» EXERCISE MATERIAL:
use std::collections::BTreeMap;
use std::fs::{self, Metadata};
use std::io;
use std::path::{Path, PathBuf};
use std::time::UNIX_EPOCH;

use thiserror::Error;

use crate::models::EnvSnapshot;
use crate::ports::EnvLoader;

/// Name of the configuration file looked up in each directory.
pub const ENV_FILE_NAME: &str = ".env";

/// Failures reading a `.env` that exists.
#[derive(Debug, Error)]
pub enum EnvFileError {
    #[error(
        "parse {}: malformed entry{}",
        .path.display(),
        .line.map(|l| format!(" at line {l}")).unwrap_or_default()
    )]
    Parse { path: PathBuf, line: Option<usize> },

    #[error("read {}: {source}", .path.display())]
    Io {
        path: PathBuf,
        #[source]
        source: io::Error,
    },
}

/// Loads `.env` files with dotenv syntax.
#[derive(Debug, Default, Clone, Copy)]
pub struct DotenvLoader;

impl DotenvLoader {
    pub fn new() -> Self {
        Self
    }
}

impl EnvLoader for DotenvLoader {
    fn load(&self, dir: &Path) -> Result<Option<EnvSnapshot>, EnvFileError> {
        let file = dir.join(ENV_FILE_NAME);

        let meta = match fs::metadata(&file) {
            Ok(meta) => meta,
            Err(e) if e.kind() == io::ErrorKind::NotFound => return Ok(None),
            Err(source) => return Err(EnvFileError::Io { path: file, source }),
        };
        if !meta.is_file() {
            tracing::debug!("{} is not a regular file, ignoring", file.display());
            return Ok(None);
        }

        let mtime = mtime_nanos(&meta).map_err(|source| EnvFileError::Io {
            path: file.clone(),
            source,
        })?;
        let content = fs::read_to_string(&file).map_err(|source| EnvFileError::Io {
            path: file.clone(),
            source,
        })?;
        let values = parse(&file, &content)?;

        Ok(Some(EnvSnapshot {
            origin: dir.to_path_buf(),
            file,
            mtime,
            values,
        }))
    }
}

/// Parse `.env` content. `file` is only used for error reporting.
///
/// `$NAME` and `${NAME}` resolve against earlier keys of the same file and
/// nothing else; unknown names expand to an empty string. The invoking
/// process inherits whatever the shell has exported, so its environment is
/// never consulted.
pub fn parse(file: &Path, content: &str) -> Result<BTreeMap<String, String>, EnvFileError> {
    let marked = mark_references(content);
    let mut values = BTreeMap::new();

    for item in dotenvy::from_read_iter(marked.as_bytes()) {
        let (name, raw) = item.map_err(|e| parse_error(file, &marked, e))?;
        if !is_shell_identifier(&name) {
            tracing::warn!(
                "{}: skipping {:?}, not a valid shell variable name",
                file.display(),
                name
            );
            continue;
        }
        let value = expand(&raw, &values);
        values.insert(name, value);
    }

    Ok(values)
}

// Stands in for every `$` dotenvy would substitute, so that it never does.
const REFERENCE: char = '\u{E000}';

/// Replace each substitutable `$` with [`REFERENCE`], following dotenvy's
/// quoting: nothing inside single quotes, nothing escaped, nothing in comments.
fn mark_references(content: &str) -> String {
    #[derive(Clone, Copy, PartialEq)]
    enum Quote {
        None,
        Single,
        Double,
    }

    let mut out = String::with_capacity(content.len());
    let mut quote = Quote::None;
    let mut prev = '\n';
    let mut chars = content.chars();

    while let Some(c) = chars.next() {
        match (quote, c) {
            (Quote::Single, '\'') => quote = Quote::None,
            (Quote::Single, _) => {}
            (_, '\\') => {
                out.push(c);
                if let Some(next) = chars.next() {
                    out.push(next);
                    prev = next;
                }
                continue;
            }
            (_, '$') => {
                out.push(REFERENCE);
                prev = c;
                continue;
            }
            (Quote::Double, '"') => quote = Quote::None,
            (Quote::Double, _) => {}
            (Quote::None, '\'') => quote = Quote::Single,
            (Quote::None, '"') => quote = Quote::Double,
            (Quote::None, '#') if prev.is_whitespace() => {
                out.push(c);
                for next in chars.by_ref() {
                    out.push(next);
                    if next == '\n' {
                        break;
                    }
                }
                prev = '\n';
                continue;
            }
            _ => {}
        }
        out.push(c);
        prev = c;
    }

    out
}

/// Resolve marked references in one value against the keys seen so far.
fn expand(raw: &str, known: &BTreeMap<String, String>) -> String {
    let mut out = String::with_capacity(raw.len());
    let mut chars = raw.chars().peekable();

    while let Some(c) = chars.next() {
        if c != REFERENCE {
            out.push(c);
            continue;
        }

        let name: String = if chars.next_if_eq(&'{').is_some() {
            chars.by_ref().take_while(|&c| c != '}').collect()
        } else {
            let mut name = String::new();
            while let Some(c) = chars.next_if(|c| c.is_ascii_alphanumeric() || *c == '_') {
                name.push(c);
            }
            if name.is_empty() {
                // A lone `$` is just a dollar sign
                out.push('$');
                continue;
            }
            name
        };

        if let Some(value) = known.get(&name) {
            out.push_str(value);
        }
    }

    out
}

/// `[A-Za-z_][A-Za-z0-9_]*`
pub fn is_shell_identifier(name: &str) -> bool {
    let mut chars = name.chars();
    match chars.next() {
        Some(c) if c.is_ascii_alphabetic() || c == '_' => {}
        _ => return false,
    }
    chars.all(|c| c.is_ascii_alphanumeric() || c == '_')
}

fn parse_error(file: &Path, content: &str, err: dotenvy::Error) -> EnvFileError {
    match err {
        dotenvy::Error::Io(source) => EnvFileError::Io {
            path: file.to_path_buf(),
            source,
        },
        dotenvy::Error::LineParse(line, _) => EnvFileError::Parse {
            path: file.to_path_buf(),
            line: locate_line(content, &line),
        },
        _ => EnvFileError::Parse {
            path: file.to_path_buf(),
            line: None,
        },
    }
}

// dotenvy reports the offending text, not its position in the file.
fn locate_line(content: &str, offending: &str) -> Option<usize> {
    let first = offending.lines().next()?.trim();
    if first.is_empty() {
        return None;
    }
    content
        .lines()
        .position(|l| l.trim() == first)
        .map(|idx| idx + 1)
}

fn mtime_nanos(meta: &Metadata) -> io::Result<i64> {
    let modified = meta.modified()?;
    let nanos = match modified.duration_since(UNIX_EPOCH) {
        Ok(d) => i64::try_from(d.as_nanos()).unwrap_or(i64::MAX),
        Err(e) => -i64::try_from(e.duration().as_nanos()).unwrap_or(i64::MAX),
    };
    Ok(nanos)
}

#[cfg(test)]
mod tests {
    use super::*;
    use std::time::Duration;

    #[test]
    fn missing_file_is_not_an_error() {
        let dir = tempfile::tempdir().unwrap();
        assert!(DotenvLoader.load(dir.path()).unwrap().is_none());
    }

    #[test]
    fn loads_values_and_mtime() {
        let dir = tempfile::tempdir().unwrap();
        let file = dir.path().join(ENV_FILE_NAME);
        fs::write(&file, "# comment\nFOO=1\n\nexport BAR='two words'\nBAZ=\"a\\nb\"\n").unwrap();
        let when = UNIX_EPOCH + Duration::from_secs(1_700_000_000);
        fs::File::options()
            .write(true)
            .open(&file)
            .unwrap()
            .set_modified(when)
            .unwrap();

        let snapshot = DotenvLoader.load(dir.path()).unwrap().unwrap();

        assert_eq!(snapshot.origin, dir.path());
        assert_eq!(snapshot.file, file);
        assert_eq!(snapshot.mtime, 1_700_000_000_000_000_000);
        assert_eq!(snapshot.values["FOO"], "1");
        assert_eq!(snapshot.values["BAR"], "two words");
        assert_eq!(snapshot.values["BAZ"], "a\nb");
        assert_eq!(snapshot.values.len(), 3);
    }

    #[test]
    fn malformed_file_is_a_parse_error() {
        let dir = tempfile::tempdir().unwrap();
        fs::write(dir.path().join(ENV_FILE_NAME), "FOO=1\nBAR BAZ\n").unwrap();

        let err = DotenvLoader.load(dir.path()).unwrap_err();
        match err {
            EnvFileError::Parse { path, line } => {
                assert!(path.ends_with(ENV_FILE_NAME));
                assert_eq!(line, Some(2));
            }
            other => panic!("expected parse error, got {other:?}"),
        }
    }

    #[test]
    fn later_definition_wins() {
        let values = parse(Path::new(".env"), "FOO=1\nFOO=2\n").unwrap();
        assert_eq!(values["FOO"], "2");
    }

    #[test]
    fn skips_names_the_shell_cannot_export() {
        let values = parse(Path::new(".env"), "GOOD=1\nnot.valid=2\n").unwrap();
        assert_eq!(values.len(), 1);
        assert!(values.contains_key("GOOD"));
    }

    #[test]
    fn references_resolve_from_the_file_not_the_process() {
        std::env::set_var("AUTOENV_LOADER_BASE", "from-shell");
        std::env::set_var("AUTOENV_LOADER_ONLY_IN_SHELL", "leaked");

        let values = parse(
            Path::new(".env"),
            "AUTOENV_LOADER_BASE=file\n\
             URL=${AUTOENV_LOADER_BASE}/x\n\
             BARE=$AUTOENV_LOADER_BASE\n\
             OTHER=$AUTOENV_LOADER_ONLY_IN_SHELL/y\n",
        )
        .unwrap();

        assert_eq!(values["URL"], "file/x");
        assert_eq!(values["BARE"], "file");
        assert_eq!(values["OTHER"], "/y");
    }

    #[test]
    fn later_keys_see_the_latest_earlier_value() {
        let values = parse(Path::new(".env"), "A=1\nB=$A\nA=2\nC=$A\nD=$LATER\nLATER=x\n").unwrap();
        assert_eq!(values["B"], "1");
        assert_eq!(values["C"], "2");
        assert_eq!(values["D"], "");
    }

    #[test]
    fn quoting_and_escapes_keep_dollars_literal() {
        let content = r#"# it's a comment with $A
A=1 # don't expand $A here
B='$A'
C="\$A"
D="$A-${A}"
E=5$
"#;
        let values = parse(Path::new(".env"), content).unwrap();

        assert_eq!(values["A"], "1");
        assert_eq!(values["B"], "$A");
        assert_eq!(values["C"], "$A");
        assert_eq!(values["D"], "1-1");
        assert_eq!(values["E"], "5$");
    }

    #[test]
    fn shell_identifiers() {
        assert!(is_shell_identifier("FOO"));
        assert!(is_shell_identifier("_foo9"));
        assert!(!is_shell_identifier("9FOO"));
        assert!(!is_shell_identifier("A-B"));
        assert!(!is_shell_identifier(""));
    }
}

» EXERCISE GOAL: In the answer, give the lines from the first line of the data through the line with "let file = dir.join(ENV_FILE_NAME);", exactly as they appear and with no additions.

» RESULT OF THE EXERCISE:
use std::collections::BTreeMap;
use std::fs::{self, Metadata};
use std::io;
use std::path::{Path, PathBuf};
use std::time::UNIX_EPOCH;

use thiserror::Error;

use crate::models::EnvSnapshot;
use crate::ports::EnvLoader;

/// Name of the configuration file looked up in each directory.
pub const ENV_FILE_NAME: &str = ".env";

/// Failures reading a `.env` that exists.
#[derive(Debug, Error)]
pub enum EnvFileError {
    #[error(
        "parse {}: malformed entry{}",
        .path.display(),
        .line.map(|l| format!(" at line {l}")).unwrap_or_default()
    )]
    Parse { path: PathBuf, line: Option<usize> },

    #[error("read {}: {source}", .path.display())]
    Io {
        path: PathBuf,
        #[source]
        source: io::Error,
    },
}

/// Loads `.env` files with dotenv syntax.
#[derive(Debug, Default, Clone, Copy)]
pub struct DotenvLoader;

impl DotenvLoader {
    pub fn new() -> Self {
        Self
    }
}

impl EnvLoader for DotenvLoader {
    fn load(&self, dir: &Path) -> Result<Option<EnvSnapshot>, EnvFileError> {
        let file = dir.join(ENV_FILE_NAME);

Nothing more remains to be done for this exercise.